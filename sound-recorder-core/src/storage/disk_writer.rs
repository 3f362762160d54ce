//! Disk side of [`EncodedFileWriter`](super::file_writer::EncodedFileWriter).
//!
//! The render thread encodes into a byte ring; a `file-writer` thread drains
//! the ring to disk and keeps the container header current:
//!
//! ```text
//! render thread ──encode──▶ [SPSC byte ring] ──▶ file-writer thread ──▶ file
//!                                                  (write, patch header)
//! ```
//!
//! The render thread never touches the file. A failed write trims the file
//! back to the last complete write, so the header and the data on disk
//! always agree.

use std::fs::File;
use std::io::{self, Seek, SeekFrom, Write};
use std::path::{Path, PathBuf};
use std::sync::atomic::{AtomicBool, AtomicU64, Ordering};
use std::sync::Arc;
use std::thread::{self, JoinHandle};
use std::time::Duration;

use crossbeam_channel::{bounded, Receiver, RecvTimeoutError, Sender};
use parking_lot::Mutex;
use ringbuf::{traits::*, HeapCons};

use crate::models::error::RecorderError;
use crate::models::format::StreamFormatDescriptor;
use crate::storage::container::{Container, MAX_HEADER_SIZE};

/// Staged bytes are written out at least this often, even below the flush threshold.
const DRAIN_INTERVAL: Duration = Duration::from_millis(100);
const IO_CHUNK: usize = 64 * 1024;

/// Seekable byte destination of a recording. Implemented for [`File`].
pub trait Sink: Write + Seek + Send {
    /// Truncate or extend to exactly `len` bytes.
    fn set_len(&mut self, len: u64) -> io::Result<()>;
}

impl Sink for File {
    fn set_len(&mut self, len: u64) -> io::Result<()> {
        File::set_len(self, len)
    }
}

/// Failure state and progress shared by the render side and the disk thread.
#[derive(Debug, Default)]
pub(crate) struct DiskShared {
    failed: AtomicBool,
    error: Mutex<Option<RecorderError>>,
    /// Frames handed to the encoder so far, for headers of compressed streams.
    pub(crate) frames: AtomicU64,
}

impl DiskShared {
    pub(crate) fn has_failed(&self) -> bool {
        self.failed.load(Ordering::Acquire)
    }

    /// The first failure, if any.
    pub(crate) fn error(&self) -> Option<RecorderError> {
        if !self.has_failed() {
            return None;
        }
        self.error.lock().clone()
    }

    /// Record a failure. Later failures are ignored.
    pub(crate) fn fail(&self, error: RecorderError) {
        let mut slot = self.error.lock();
        if slot.is_none() {
            *slot = Some(error);
            self.failed.store(true, Ordering::Release);
        }
    }
}

/// The open file with its header bookkeeping. Owned by the disk thread while
/// recording, and handed back to the control thread for the final close.
pub(crate) struct DiskFile {
    sink: Box<dyn Sink>,
    path: PathBuf,
    container: Container,
    stream: StreamFormatDescriptor,
    header: Vec<u8>,
    header_len: usize,
    header_on_disk: bool,
    data_on_disk: u64,
    shared: Arc<DiskShared>,
}

impl DiskFile {
    /// Write the provisional header. A failure is recorded in `shared` and
    /// reported by the first append, like any later write failure.
    pub(crate) fn create(
        sink: Box<dyn Sink>,
        path: &Path,
        container: Container,
        stream: StreamFormatDescriptor,
        shared: Arc<DiskShared>,
    ) -> Self {
        let mut file = Self {
            sink,
            path: path.to_path_buf(),
            container,
            stream,
            header: Vec::with_capacity(MAX_HEADER_SIZE),
            header_len: container.header_len(&stream),
            header_on_disk: false,
            data_on_disk: 0,
            shared,
        };
        if file.header_len > 0 {
            file.container
                .write_header(&file.stream, 0, 0, false, &mut file.header);
            match file.sink.write_all(&file.header) {
                Ok(()) => file.header_on_disk = true,
                Err(e) => {
                    log::warn!("provisional header for {} not written: {}", path.display(), e);
                    file.roll_back();
                    file.shared.fail(write_error(path, e));
                }
            }
        }
        file
    }

    pub(crate) fn data_on_disk(&self) -> u64 {
        self.data_on_disk
    }

    pub(crate) fn path(&self) -> &Path {
        &self.path
    }

    /// Append encoded bytes. Once a write has failed nothing more is written.
    pub(crate) fn write_data(&mut self, bytes: &[u8]) -> Result<(), RecorderError> {
        if let Some(error) = self.shared.error() {
            return Err(error);
        }
        if bytes.is_empty() {
            return Ok(());
        }
        if let Err(e) = self.sink.write_all(bytes) {
            let error = write_error(&self.path, e);
            self.roll_back();
            self.shared.fail(error.clone());
            return Err(error);
        }
        self.data_on_disk += bytes.len() as u64;
        Ok(())
    }

    /// Trailing byte that keeps IFF chunks even-sized. Not counted as data.
    pub(crate) fn write_pad(&mut self) -> Result<(), RecorderError> {
        if let Err(e) = self.sink.write_all(&[0]) {
            let error = write_error(&self.path, e);
            self.roll_back();
            self.shared.fail(error.clone());
            return Err(error);
        }
        Ok(())
    }

    /// Regenerate the header in place for the data written so far.
    pub(crate) fn patch_header(&mut self, frames_appended: u64, finished: bool) -> Result<(), RecorderError> {
        if self.header_len == 0 || !self.header_on_disk {
            return Ok(());
        }
        let frames = match self.stream.bytes_per_frame {
            0 => frames_appended,
            bpf => self.data_on_disk / u64::from(bpf),
        };
        self.container
            .write_header(&self.stream, self.data_on_disk, frames, finished, &mut self.header);
        self.sink
            .seek(SeekFrom::Start(0))
            .and_then(|_| self.sink.write_all(&self.header))
            .and_then(|_| self.sink.seek(SeekFrom::End(0)))
            .map(|_| ())
            .map_err(|e| write_error(&self.path, e))
    }

    pub(crate) fn sync(&mut self) -> Result<(), RecorderError> {
        self.sink.flush().map_err(|e| write_error(&self.path, e))
    }

    /// Cut off whatever a failed write left behind the last complete write.
    fn roll_back(&mut self) {
        let len = if self.header_on_disk {
            self.header_len as u64 + self.data_on_disk
        } else {
            0
        };
        let trimmed = self
            .sink
            .set_len(len)
            .and_then(|_| self.sink.seek(SeekFrom::Start(len)));
        if let Err(e) = trimmed {
            log::warn!("could not trim {} back to {} bytes: {}", self.path.display(), len, e);
        }
    }

    /// Move everything queued in the ring to disk, then refresh the header.
    fn drain(&mut self, consumer: &mut HeapCons<u8>, chunk: &mut [u8]) {
        let mut wrote = false;
        loop {
            let n = consumer.pop_slice(chunk);
            if n == 0 {
                break;
            }
            if self.shared.has_failed() {
                // Dropped: the session is over.
                continue;
            }
            match self.write_data(&chunk[..n]) {
                Ok(()) => wrote = true,
                Err(e) => log::error!("{}", e),
            }
        }
        if wrote {
            let frames = self.shared.frames.load(Ordering::Acquire);
            if let Err(e) = self.patch_header(frames, false) {
                log::error!("{}", e);
                self.shared.fail(e);
            }
        }
    }
}

pub(crate) enum DiskCommand {
    /// More than a flush threshold of bytes is waiting.
    Wake,
    /// Drain the ring and report whether everything so far reached the disk.
    Flush(Sender<Result<(), RecorderError>>),
    /// Drain the ring and hand the file back.
    Finish,
    /// Hand the file back without writing what is queued.
    Abort,
}

/// Handle to a running `file-writer` thread.
pub(crate) struct DiskThread {
    commands: Sender<DiskCommand>,
    handle: JoinHandle<DiskFile>,
}

impl DiskThread {
    pub(crate) fn spawn(file: DiskFile, consumer: HeapCons<u8>) -> io::Result<Self> {
        // Room for the control commands on top of a pending wake.
        let (commands, receiver) = bounded(4);
        let handle = thread::Builder::new()
            .name("file-writer".into())
            .spawn(move || run(file, consumer, receiver))?;
        Ok(Self { commands, handle })
    }

    /// Nudge the thread from the render side. Never blocks.
    pub(crate) fn wake(&self) {
        let _ = self.commands.try_send(DiskCommand::Wake);
    }

    /// Block until everything queued so far has been written.
    pub(crate) fn flush(&self) -> Result<(), RecorderError> {
        let (reply, done) = bounded(1);
        self.commands
            .send(DiskCommand::Flush(reply))
            .map_err(|_| RecorderError::Write("file writer thread has exited".into()))?;
        done.recv()
            .map_err(|_| RecorderError::Write("file writer thread has exited".into()))?
    }

    pub(crate) fn finish(self) -> Result<DiskFile, RecorderError> {
        self.stop(DiskCommand::Finish)
    }

    pub(crate) fn abort(self) -> Result<DiskFile, RecorderError> {
        self.stop(DiskCommand::Abort)
    }

    fn stop(self, command: DiskCommand) -> Result<DiskFile, RecorderError> {
        // A closed channel means the thread is already on its way out.
        let _ = self.commands.send(command);
        drop(self.commands);
        self.handle
            .join()
            .map_err(|_| RecorderError::Write("file writer thread panicked".into()))
    }
}

fn run(mut file: DiskFile, mut consumer: HeapCons<u8>, commands: Receiver<DiskCommand>) -> DiskFile {
    let mut chunk = vec![0u8; IO_CHUNK];
    loop {
        let command = commands.recv_timeout(DRAIN_INTERVAL);
        if matches!(command, Ok(DiskCommand::Abort)) {
            return file;
        }
        file.drain(&mut consumer, &mut chunk);
        match command {
            Ok(DiskCommand::Flush(reply)) => {
                let status = match file.shared.error() {
                    Some(error) => Err(error),
                    None => Ok(()),
                };
                let _ = reply.send(status);
            }
            Ok(DiskCommand::Finish) | Err(RecvTimeoutError::Disconnected) => return file,
            Ok(DiskCommand::Wake) | Ok(DiskCommand::Abort) | Err(RecvTimeoutError::Timeout) => {}
        }
    }
}

pub(crate) fn write_error(path: &Path, e: io::Error) -> RecorderError {
    RecorderError::Write(format!("{}: {}", path.display(), e))
}

/// A file on a disk with room for `limit` bytes. A write that crosses the
/// limit lands partially, then fails.
#[cfg(test)]
pub(crate) struct FillingSink {
    pub(crate) file: File,
    pub(crate) limit: u64,
}

#[cfg(test)]
impl Write for FillingSink {
    fn write(&mut self, buf: &[u8]) -> io::Result<usize> {
        let room = self.limit.saturating_sub(self.file.stream_position()?);
        if room == 0 {
            return Err(io::Error::other("no space left on device"));
        }
        let n = (buf.len() as u64).min(room) as usize;
        self.file.write(&buf[..n])
    }

    fn flush(&mut self) -> io::Result<()> {
        self.file.flush()
    }
}

#[cfg(test)]
impl Seek for FillingSink {
    fn seek(&mut self, pos: SeekFrom) -> io::Result<u64> {
        self.file.seek(pos)
    }
}

#[cfg(test)]
impl Sink for FillingSink {
    fn set_len(&mut self, len: u64) -> io::Result<()> {
        self.file.set_len(len)
    }
}

#[cfg(test)]
mod tests {
    use super::*;

    fn pcm() -> StreamFormatDescriptor {
        StreamFormatDescriptor::linear_pcm(8000.0, 1, 16, false, false)
    }

    #[test]
    fn failed_write_trims_partial_bytes() {
        let dir = tempfile::tempdir().unwrap();
        let path = dir.path().join("trim.wav");
        let sink = FillingSink {
            file: File::create(&path).unwrap(),
            limit: 44 + 100 + 30,
        };
        let shared = Arc::new(DiskShared::default());
        let mut file = DiskFile::create(Box::new(sink), &path, Container::Wave, pcm(), Arc::clone(&shared));

        file.write_data(&[1; 100]).unwrap();
        assert!(matches!(file.write_data(&[2; 100]), Err(RecorderError::Write(_))));
        assert!(shared.has_failed());
        assert_eq!(std::fs::metadata(&path).unwrap().len(), 44 + 100);

        // Nothing more goes out once failed.
        assert!(file.write_data(&[3; 2]).is_err());
        assert_eq!(file.data_on_disk(), 100);
    }

    #[test]
    fn unwritable_header_is_recorded_as_failure() {
        let dir = tempfile::tempdir().unwrap();
        let path = dir.path().join("noheader.wav");
        let sink = FillingSink {
            file: File::create(&path).unwrap(),
            limit: 10,
        };
        let shared = Arc::new(DiskShared::default());
        let _file = DiskFile::create(Box::new(sink), &path, Container::Wave, pcm(), Arc::clone(&shared));

        assert!(matches!(shared.error(), Some(RecorderError::Write(_))));
        assert_eq!(std::fs::metadata(&path).unwrap().len(), 0);
    }

    #[test]
    fn first_failure_wins() {
        let shared = DiskShared::default();
        assert_eq!(shared.error(), None);
        shared.fail(RecorderError::Write("first".into()));
        shared.fail(RecorderError::Write("second".into()));
        assert_eq!(shared.error(), Some(RecorderError::Write("first".into())));
    }
}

++++++

Your task ▸ Find the word "false" in the listing and copy each line that contains it.

Task result ▸
            header_on_disk: false,
                .write_header(&file.stream, 0, 0, false, &mut file.header);
        let mut wrote = false;
            if let Err(e) = self.patch_header(frames, false) {
        StreamFormatDescriptor::linear_pcm(8000.0, 1, 16, false, false)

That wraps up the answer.